A large overhanging roof stands above this house that Gus Wüstemann Architects designed in the village of Buchberg, Switzerland.

Wüstemann adapted the form and materiality of the local gabled farm buildings that surround the Swiss village, near Zurich, to create a four-bedroom home that has a concrete frame and a wooden roof.

“We transformed the traditional wooden structure of a barn into a skeleton of concrete with a wooden roof, giving wider dimensions with less structural height,” explained Gus Wüstemann, founder of Gus Wüstemann Architects.




A spacious, open-plan kitchen and dining room, which is sheltered under the large gabled roof, occupies almost the entirety of the ground floor.

A series of retractable glass panels can be moved to open up the space to create what the architect describes as a pavilion-like feel.



“The concept was to have a gable roof covering an open ground floor of which half of it is outside space, like a barn, so in the summer the living area doubles,” Wüstemann told Dezeen.

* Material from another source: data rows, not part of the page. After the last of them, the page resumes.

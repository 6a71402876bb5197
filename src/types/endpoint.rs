use std::fmt;
use std::net::{IpAddr, SocketAddr};

use crate::protocol::DEFAULT_PORT;

/// Where a receiver's control port lives
#[derive(Debug, Clone, PartialEq, Eq, Hash)]
pub struct ReceiverEndpoint {
    host: String,
    port: u16,
    name: Option<String>,
}

impl ReceiverEndpoint {
    /// Endpoint on the default eISCP port
    #[must_use]
    pub fn new(host: impl Into<String>) -> Self {
        Self {
            host: host.into(),
            port: DEFAULT_PORT,
            name: None,
        }
    }

    /// Use another port
    #[must_use]
    pub fn with_port(mut self, port: u16) -> Self {
        self.port = port;
        self
    }

    /// Attach a friendly name
    #[must_use]
    pub fn with_name(mut self, name: impl Into<String>) -> Self {
        self.name = Some(name.into());
        self
    }

    /// Host name or address
    #[must_use]
    pub fn host(&self) -> &str {
        &self.host
    }

    /// Control port
    #[must_use]
    pub fn port(&self) -> u16 {
        self.port
    }

    /// Friendly name, if configured
    #[must_use]
    pub fn name(&self) -> Option<&str> {
        self.name.as_deref()
    }

    /// Name for display: the friendly name, else the host
    #[must_use]
    pub fn display_name(&self) -> &str {
        self.name.as_deref().unwrap_or(&self.host)
    }

    /// `host:port` suitable for dialing (IPv6 hosts are bracketed)
    #[must_use]
    pub fn address(&self) -> String {
        if self.host.contains(':') && !self.host.starts_with('[') {
            format!("[{}]:{}", self.host, self.port)
        } else {
            format!("{}:{}", self.host, self.port)
        }
    }
}

impl From<SocketAddr> for ReceiverEndpoint {
    fn from(addr: SocketAddr) -> Self {
        Self::new(addr.ip().to_string()).with_port(addr.port())
    }
}

impl fmt::Display for ReceiverEndpoint {
    fn fmt(&self, f: &mut fmt::Formatter<'_>) -> fmt::Result {
        f.write_str(&self.address())
    }
}

/// A receiver that answered a discovery query
#[derive(Debug, Clone, PartialEq, Eq)]
pub struct ReceiverInfo {
    /// Address the reply came from
    pub host: IpAddr,
    /// Control port the receiver advertised
    pub port: u16,
    /// Model name (e.g. `TX-NR656`)
    pub model: String,
    /// Destination area code (`DX`, `XX`, `JJ`...)
    pub area: String,
    /// Unique identifier, usually the MAC address
    pub identifier: String,
}

impl ReceiverInfo {
    /// Endpoint for connecting, named after the model
    #[must_use]
    pub fn endpoint(&self) -> ReceiverEndpoint {
        ReceiverEndpoint::new(self.host.to_string())
            .with_port(self.port)
            .with_name(self.model.clone())
    }
}

impl fmt::Display for ReceiverInfo {
    fn fmt(&self, f: &mut fmt::Formatter<'_>) -> fmt::Result {
        write!(
            f,
            "{} ({}) at {}:{}",
            self.model, self.identifier, self.host, self.port
        )
    }
}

“When all the wooden sliding windows are open, it feels as there is only a roof, like a pavilion.”



Separated from the open-plan kitchen by a staircase is a smaller living room that has a built-in concrete fireplace and window seat.

These stairs lead down to the basement, which contains a garage and study, and up to the four bedrooms that are contained within the roof space.



Throughout the project, Gus Wüstemann Architects limited the finishes to a combination of raw concrete and timber.

According to the studio, these materials help to give the building a more barn-like aesthetic and reduce the feeling of domesticity.



“The rawness and pragmatism of just having the two materials wood and concrete refers to a simple, almost industrial aesthetic of a barn. It’s a reference to craftsmanship, how is it made,” explained Wüsteman.

“The absence of residential connotations leaves more freedom for experiencing space.”



Although the majority of the ground floor is concrete, Wüsteman doesn’t believe that this gives the house a cold feeling.

“I never felt a combination of concrete and wood could be cold,” he said. “Obviously people react differently and sometimes we have prejudices because of things we were told.”

“The photos were taken on a foggy day in the fall – maybe the picture of the house taken from the street could give that impression, concrete and fog – melancholic,” he continued.


他說:“我從來沒有感覺到混凝土和木材的結合會很冷。” “顯然,人們的反應有所不同,有時由於被告知的事情,我們會有偏見。”


Wüstemann founded his Zurich-based studio in 1997 and has completed numerous projects in the city. These include an affordable apartment block almost entirely from concrete, dividing a 19th-century building into nine flats and using raw concrete to create a home and poolhouse overlooking Lake Zurich.

Photography is by Bruno Helbling.

伍斯特曼(Wüstemann)於1997年在蘇黎世成立了自己的工作室,並在該市完成了許多項目。 其中包括負擔得起的公寓樓,幾乎全部用混凝土建造,將一棟19世紀的建築分成9個單位,並使用未加工的混凝土建造可俯瞰蘇黎世湖的房屋和游泳池。

攝影是Bruno Helbling拍攝的。